PROMPT:
Go through the data and report each line that holds the string "only".

***

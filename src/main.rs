use anyhow::Result;
use mailbatch::composer::Composer;
use mailbatch::config::DeliveryConfig;
use mailbatch::context::{RunContext, TokioPacer};
use mailbatch::dispatcher::{DispatchSettings, Dispatcher};
use mailbatch::outcome_log::FileOutcomeLog;
use mailbatch::recipients;
use mailbatch::template::MessageTemplate;
use mailbatch::transport::SmtpTransport;
use mailbatch::types::RunSummary;
use std::env;
use std::path::PathBuf;
use std::process::ExitCode;
use tokio_util::sync::CancellationToken;
use tracing::{error, info, warn};
use tracing_subscriber::EnvFilter;

const DEFAULT_CONFIG_PATH: &str = "config.json";
const DEFAULT_RECIPIENTS_PATH: &str = "recipients.csv";

#[tokio::main]
async fn main() -> ExitCode {
    init_tracing();

    match run().await {
        Ok(summary) => {
            print_summary(&summary);
            if summary.is_clean() {
                ExitCode::SUCCESS
            } else {
                ExitCode::from(2)
            }
        }
        Err(e) => {
            error!(error = %format!("{:#}", e), "Run aborted before dispatch");
            eprintln!("Error: {:#}", e);
            ExitCode::FAILURE
        }
    }
}

fn init_tracing() {
    let filter = EnvFilter::try_from_default_env().unwrap_or_else(|_| EnvFilter::new("info"));
    let builder = tracing_subscriber::fmt().with_env_filter(filter);
    if env::var("LOG_FORMAT").is_ok_and(|v| v.eq_ignore_ascii_case("json")) {
        builder.json().init();
    } else {
        builder.init();
    }
}

fn env_path(key: &str, default: &str) -> PathBuf {
    env::var(key)
        .ok()
        .filter(|v| !v.is_empty())
        .map(PathBuf::from)
        .unwrap_or_else(|| PathBuf::from(default))
}

/// Everything before `Dispatcher::run` is fatal: a bad config, recipient
/// list or template aborts the run with no summary.
async fn run() -> Result<RunSummary> {
    let config_path = env_path("CONFIG_PATH", DEFAULT_CONFIG_PATH);
    let recipients_path = env_path("RECIPIENTS_PATH", DEFAULT_RECIPIENTS_PATH);

    let config = DeliveryConfig::load(&config_path)?;
    let recipients = recipients::load(&recipients_path)?;
    let template = MessageTemplate::load(&config.html_template)?;
    let settings = DispatchSettings::from_config(&config)?;

    info!(
        recipients = recipients.len(),
        batch_size = config.batch_size,
        relay = %config.smtp_server,
        port = config.smtp_port,
        "Configuration loaded"
    );

    let transport = SmtpTransport::from_config(&config)?;
    let composer = Composer::new(
        template,
        config.sender_email.clone(),
        config.subject.clone(),
        config.embedded_images.clone(),
        config.attachments_dir.clone(),
    );
    let dispatcher = Dispatcher::new(composer, transport, settings);

    let cancel = CancellationToken::new();
    tokio::spawn(cancel_on_shutdown(cancel.clone(), shutdown_signal()));

    let log = FileOutcomeLog::new(&config.success_log, &config.failure_log);
    let ctx = RunContext::with_cancellation(log, TokioPacer, cancel);

    Ok(dispatcher.run(&ctx, &recipients).await)
}

async fn cancel_on_shutdown(cancel: CancellationToken, signal: impl Future<Output = ()>) {
    signal.await;
    warn!("Shutdown requested; no further batches will start");
    cancel.cancel();
}

/// Resolves once `listener` reports a delivered signal. A listener that could
/// not be installed never resolves, so it cannot cancel the run.
async fn signal_or_pending(listener: impl Future<Output = std::io::Result<()>>, name: &str) {
    if let Err(e) = listener.await {
        warn!(signal = name, error = %e, "Cannot listen for signal");
        std::future::pending::<()>().await;
    }
}

#[cfg(unix)]
async fn shutdown_signal() {
    use tokio::signal::unix::{SignalKind, signal};

    let terminate = async {
        signal(SignalKind::terminate())?.recv().await;
        Ok::<(), std::io::Error>(())
    };

    tokio::select! {
        _ = signal_or_pending(tokio::signal::ctrl_c(), "ctrl-c") => {}
        _ = signal_or_pending(terminate, "sigterm") => {}
    }
}

#[cfg(not(unix))]
async fn shutdown_signal() {
    signal_or_pending(tokio::signal::ctrl_c(), "ctrl-c").await;
}

fn print_summary(summary: &RunSummary) {
    println!(
        "Sent {} of {} emails in {} batch(es).",
        summary.sent,
        summary.total(),
        summary.batches
    );
    if !summary.failures.is_empty() {
        println!("Failed ({}):", summary.failures.len());
        for (address, error) in &summary.failures {
            println!("  {}: {}", address, error);
        }
    }
    if !summary.not_attempted.is_empty() {
        println!(
            "Not attempted after cancellation: {}",
            summary.not_attempted.len()
        );
    }
    if summary.log_failures > 0 {
        println!(
            "Warning: {} outcome(s) could not be written to the log files.",
            summary.log_failures
        );
    }
}
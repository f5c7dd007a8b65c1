use serde::Deserialize;
use std::fmt;

/// One row of the recipient list.
///
/// Names are only used for placeholder substitution and may be empty.
#[derive(Debug, Clone, PartialEq, Eq, Deserialize)]
pub struct Recipient {
    #[serde(alias = "Email")]
    pub email: String,
    #[serde(alias = "FirstName", default)]
    pub first_name: String,
    #[serde(alias = "LastName", default)]
    pub last_name: String,
}

impl Recipient {
    pub fn new(
        email: impl Into<String>,
        first_name: impl Into<String>,
        last_name: impl Into<String>,
    ) -> Self {
        Self {
            email: email.into(),
            first_name: first_name.into(),
            last_name: last_name.into(),
        }
    }

    /// The address with surrounding whitespace removed.
    pub fn address(&self) -> &str {
        self.email.trim()
    }
}

#[derive(Debug, Clone, Copy, PartialEq, Eq)]
pub enum DeliveryStatus {
    Sent,
    FailedAfterRetries,
}

impl fmt::Display for DeliveryStatus {
    fn fmt(&self, f: &mut fmt::Formatter<'_>) -> fmt::Result {
        match self {
            Self::Sent => write!(f, "sent"),
            Self::FailedAfterRetries => write!(f, "failed"),
        }
    }
}

/// Terminal result for a single recipient in a dispatch run.
#[derive(Debug, Clone, PartialEq, Eq)]
pub struct AttemptOutcome {
    pub recipient: String,
    pub status: DeliveryStatus,
    pub attempts: u32,
    pub last_error: Option<String>,
}

impl AttemptOutcome {
    pub fn sent(recipient: impl Into<String>, attempts: u32) -> Self {
        Self {
            recipient: recipient.into(),
            status: DeliveryStatus::Sent,
            attempts,
            last_error: None,
        }
    }

    pub fn failed(recipient: impl Into<String>, attempts: u32, error: impl Into<String>) -> Self {
        Self {
            recipient: recipient.into(),
            status: DeliveryStatus::FailedAfterRetries,
            attempts,
            last_error: Some(error.into()),
        }
    }

    pub fn is_sent(&self) -> bool {
        self.status == DeliveryStatus::Sent
    }
}

/// Aggregated result of one `Dispatcher::run` call.
#[derive(Debug, Clone, Default, PartialEq, Eq)]
pub struct RunSummary {
    pub sent: usize,
    pub failed: usize,
    pub batches: usize,
    /// Outcomes in recipient-list order.
    pub outcomes: Vec<AttemptOutcome>,
    /// `(address, last error)` for every failed recipient.
    pub failures: Vec<(String, String)>,
    /// Recipients never started because the run was cancelled.
    pub not_attempted: Vec<String>,
    /// Outcomes that could not be appended to the outcome log.
    pub log_failures: usize,
    pub cancelled: bool,
}

impl RunSummary {
    pub fn total(&self) -> usize {
        self.sent + self.failed
    }

    pub fn is_clean(&self) -> bool {
        self.failed == 0 && !self.cancelled
    }

    pub(crate) fn push(&mut self, outcome: AttemptOutcome) {
        if outcome.is_sent() {
            self.sent += 1;
        } else {
            self.failed += 1;
            self.failures.push((
                outcome.recipient.clone(),
                outcome.last_error.clone().unwrap_or_default(),
            ));
        }
        self.outcomes.push(outcome);
    }
}

#[cfg(test)]
mod tests {
    use super::*;

    #[test]
    fn address_is_trimmed() {
        let r = Recipient::new("  ana@example.com\t", "Ana", "Lee");
        assert_eq!(r.address(), "ana@example.com");
    }

    #[test]
    fn summary_push_tracks_counts_and_failures() {
        let mut summary = RunSummary::default();
        summary.push(AttemptOutcome::sent("a@example.com", 1));
        summary.push(AttemptOutcome::failed("b@example.com", 3, "timeout"));

        assert_eq!(summary.sent, 1);
        assert_eq!(summary.failed, 1);
        assert_eq!(summary.total(), 2);
        assert_eq!(
            summary.failures,
            vec![("b@example.com".to_string(), "timeout".to_string())]
        );
        assert!(!summary.is_clean());
    }

    #[test]
    fn recipient_deserializes_from_pascal_case_headers() {
        let json = r#"{"Email":"x@example.com","FirstName":"X","LastName":"Y"}"#;
        let r: Recipient = serde_json::from_str(json).unwrap();
        assert_eq!(r, Recipient::new("x@example.com", "X", "Y"));
    }
}
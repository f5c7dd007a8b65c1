use crate::error::DispatchError;
use crate::types::Recipient;
use anyhow::Result;
use std::io::Read;
use std::path::Path;

/// Read the recipient list from a CSV file with an
/// `Email,FirstName,LastName` header (snake_case headers also accepted).
///
/// Any unreadable or malformed row aborts the run.
pub fn load(path: &Path) -> Result<Vec<Recipient>> {
    let file = std::fs::File::open(path).map_err(|e| {
        DispatchError::RecipientSource(format!("cannot open {}: {}", path.display(), e))
    })?;
    from_reader(file)
}

pub fn from_reader<R: Read>(reader: R) -> Result<Vec<Recipient>> {
    let mut csv = csv::ReaderBuilder::new()
        .trim(csv::Trim::All)
        .flexible(true)
        .from_reader(reader);

    let mut recipients = Vec::new();
    for (index, row) in csv.deserialize::<Recipient>().enumerate() {
        let recipient = row.map_err(|e| {
            // +2: one for the header, one for 1-based numbering.
            DispatchError::RecipientSource(format!("row {}: {}", index + 2, e))
        })?;
        recipients.push(recipient);
    }
    Ok(recipients)
}
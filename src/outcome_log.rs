//! Append-only record of terminal per-recipient outcomes.
//!
//! Successes and failures go to separate files, one line per recipient,
//! written as soon as the recipient reaches its terminal outcome.

use crate::types::{AttemptOutcome, DeliveryStatus};
use anyhow::{Context, Result};
use chrono::{DateTime, Local};
use std::path::{Path, PathBuf};
use tokio::fs::OpenOptions;
use tokio::io::AsyncWriteExt;
use tokio::sync::Mutex;

const TIMESTAMP_FORMAT: &str = "%Y-%m-%d %H:%M:%S";

// ============================================================================
// OutcomeLog trait
// ============================================================================

/// Implementations must make each `append` a single atomic record so that
/// concurrent workers never interleave lines.
#[allow(async_fn_in_trait)]
pub trait OutcomeLog: Send + Sync {
    async fn append(&self, outcome: &AttemptOutcome) -> Result<()>;
}

// ============================================================================
// FileOutcomeLog
// ============================================================================

pub struct FileOutcomeLog {
    success_path: PathBuf,
    failure_path: PathBuf,
    write_lock: Mutex<()>,
}

impl FileOutcomeLog {
    pub fn new(success_path: impl Into<PathBuf>, failure_path: impl Into<PathBuf>) -> Self {
        Self {
            success_path: success_path.into(),
            failure_path: failure_path.into(),
            write_lock: Mutex::new(()),
        }
    }

    fn path_for(&self, status: DeliveryStatus) -> &Path {
        match status {
            DeliveryStatus::Sent => &self.success_path,
            DeliveryStatus::FailedAfterRetries => &self.failure_path,
        }
    }
}

impl OutcomeLog for FileOutcomeLog {
    async fn append(&self, outcome: &AttemptOutcome) -> Result<()> {
        let path = self.path_for(outcome.status);
        let line = format_line(outcome, Local::now());

        let _guard = self.write_lock.lock().await;
        let mut file = OpenOptions::new()
            .create(true)
            .append(true)
            .open(path)
            .await
            .with_context(|| format!("Failed to open outcome log {}", path.display()))?;
        file.write_all(line.as_bytes())
            .await
            .with_context(|| format!("Failed to append to outcome log {}", path.display()))?;
        file.flush().await?;

        Ok(())
    }
}

pub(crate) fn format_line(outcome: &AttemptOutcome, at: DateTime<Local>) -> String {
    let timestamp = at.format(TIMESTAMP_FORMAT);
    match outcome.status {
        DeliveryStatus::Sent => format!(
            "{}: Successfully sent email to {}\n",
            timestamp,
            single_line(&outcome.recipient)
        ),
        DeliveryStatus::FailedAfterRetries => format!(
            "{}: Failed to send email to {}. Error: {}\n",
            timestamp,
            single_line(&outcome.recipient),
            single_line(outcome.last_error.as_deref().unwrap_or("unknown error"))
        ),
    }
}

/// Relay replies can span several lines; a record must not.
fn single_line(text: &str) -> String {
    text.split(['\r', '\n'])
        .filter(|part| !part.is_empty())
        .collect::<Vec<_>>()
        .join(" ")
}

// ============================================================================
// Test utilities: MemoryOutcomeLog
// ============================================================================
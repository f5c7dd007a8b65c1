use crate::error::DispatchError;
use crate::types::Recipient;
use anyhow::Result;
use std::path::Path;

/// Tokens recognised in a template. Anything else in braces is left alone.
#[derive(Debug, Clone, Copy, PartialEq, Eq)]
pub enum Placeholder {
    FirstName,
    LastName,
}

impl Placeholder {
    pub const ALL: [Placeholder; 2] = [Placeholder::FirstName, Placeholder::LastName];

    pub fn token(self) -> &'static str {
        match self {
            Self::FirstName => "{first_name}",
            Self::LastName => "{last_name}",
        }
    }

    fn value(self, recipient: &Recipient) -> &str {
        match self {
            Self::FirstName => &recipient.first_name,
            Self::LastName => &recipient.last_name,
        }
    }
}

/// Raw HTML body shared read-only by every message of a run.
#[derive(Debug, Clone, PartialEq, Eq)]
pub struct MessageTemplate {
    html: String,
}

impl MessageTemplate {
    pub fn new(html: impl Into<String>) -> Self {
        Self { html: html.into() }
    }

    /// A template that cannot be read is fatal for the run.
    pub fn load(path: &Path) -> Result<Self> {
        let html =
            std::fs::read_to_string(path).map_err(|e| DispatchError::missing(path, e))?;
        Ok(Self::new(html))
    }

    pub fn render(&self, recipient: &Recipient) -> String {
        substitute(&self.html, recipient)
    }
}

/// Single left-to-right pass, so substituted values are never re-scanned.
pub fn substitute(template: &str, recipient: &Recipient) -> String {
    let mut out = String::with_capacity(template.len());
    let mut rest = template;

    while let Some(pos) = rest.find('{') {
        out.push_str(&rest[..pos]);
        let tail = &rest[pos..];
        match Placeholder::ALL
            .iter()
            .find(|p| tail.starts_with(p.token()))
        {
            Some(p) => {
                out.push_str(p.value(recipient));
                rest = &tail[p.token().len()..];
            }
            None => {
                out.push('{');
                rest = &tail[1..];
            }
        }
    }
    out.push_str(rest);
    out
}

#[cfg(test)]
mod tests {
    use super::*;

    fn ana() -> Recipient {
        Recipient::new("ana@example.com", "Ana", "Lee")
    }

    #[test]
    fn substitutes_both_names() {
        assert_eq!(substitute("Hi {first_name} {last_name}!", &ana()), "Hi Ana Lee!");
    }

    #[test]
    fn template_without_placeholders_is_unchanged() {
        let html = "<p>Nothing to see {here}</p>";
        assert_eq!(substitute(html, &ana()), html);
    }

    #[test]
    fn every_occurrence_is_replaced() {
        assert_eq!(
            substitute("{first_name}/{first_name}/{last_name}", &ana()),
            "Ana/Ana/Lee"
        );
    }

    #[test]
    fn unknown_tokens_pass_through() {
        assert_eq!(
            substitute("{first_name} {middle_name} {last_name", &ana()),
            "Ana {middle_name} {last_name"
        );
    }

    #[test]
    fn empty_names_become_empty_strings() {
        let r = Recipient::new("x@example.com", "", "");
        assert_eq!(substitute("Hi {first_name}{last_name}.", &r), "Hi .");
    }

    #[test]
    fn substituted_values_are_not_rescanned() {
        let r = Recipient::new("x@example.com", "{last_name}", "Lee");
        assert_eq!(substitute("{first_name} {last_name}", &r), "{last_name} Lee");
    }

    #[test]
    fn handles_multibyte_text() {
        let r = Recipient::new("x@example.com", "Zoë", "Ñúñez");
        assert_eq!(
            substitute("¡Hola {first_name} {last_name}! {", &r),
            "¡Hola Zoë Ñúñez! {"
        );
    }

    #[test]
    fn missing_template_is_missing_resource() {
        let err = MessageTemplate::load(Path::new("/no/such/template.html")).unwrap_err();
        assert!(matches!(
            err.downcast_ref::<DispatchError>(),
            Some(DispatchError::MissingResource { .. })
        ));
    }

    #[test]
    fn loads_and_renders_from_file() {
        let dir = tempfile::tempdir().unwrap();
        let path = dir.path().join("template.html");
        std::fs::write(&path, "<h1>Dear {first_name}</h1>").unwrap();

        let template = MessageTemplate::load(&path).unwrap();
        assert_eq!(template.render(&ana()), "<h1>Dear Ana</h1>");
    }
}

***

YOUR SOLUTION:
/// Names are only used for placeholder substitution and may be empty.
//! Append-only record of terminal per-recipient outcomes.
/// Raw HTML body shared read-only by every message of a run.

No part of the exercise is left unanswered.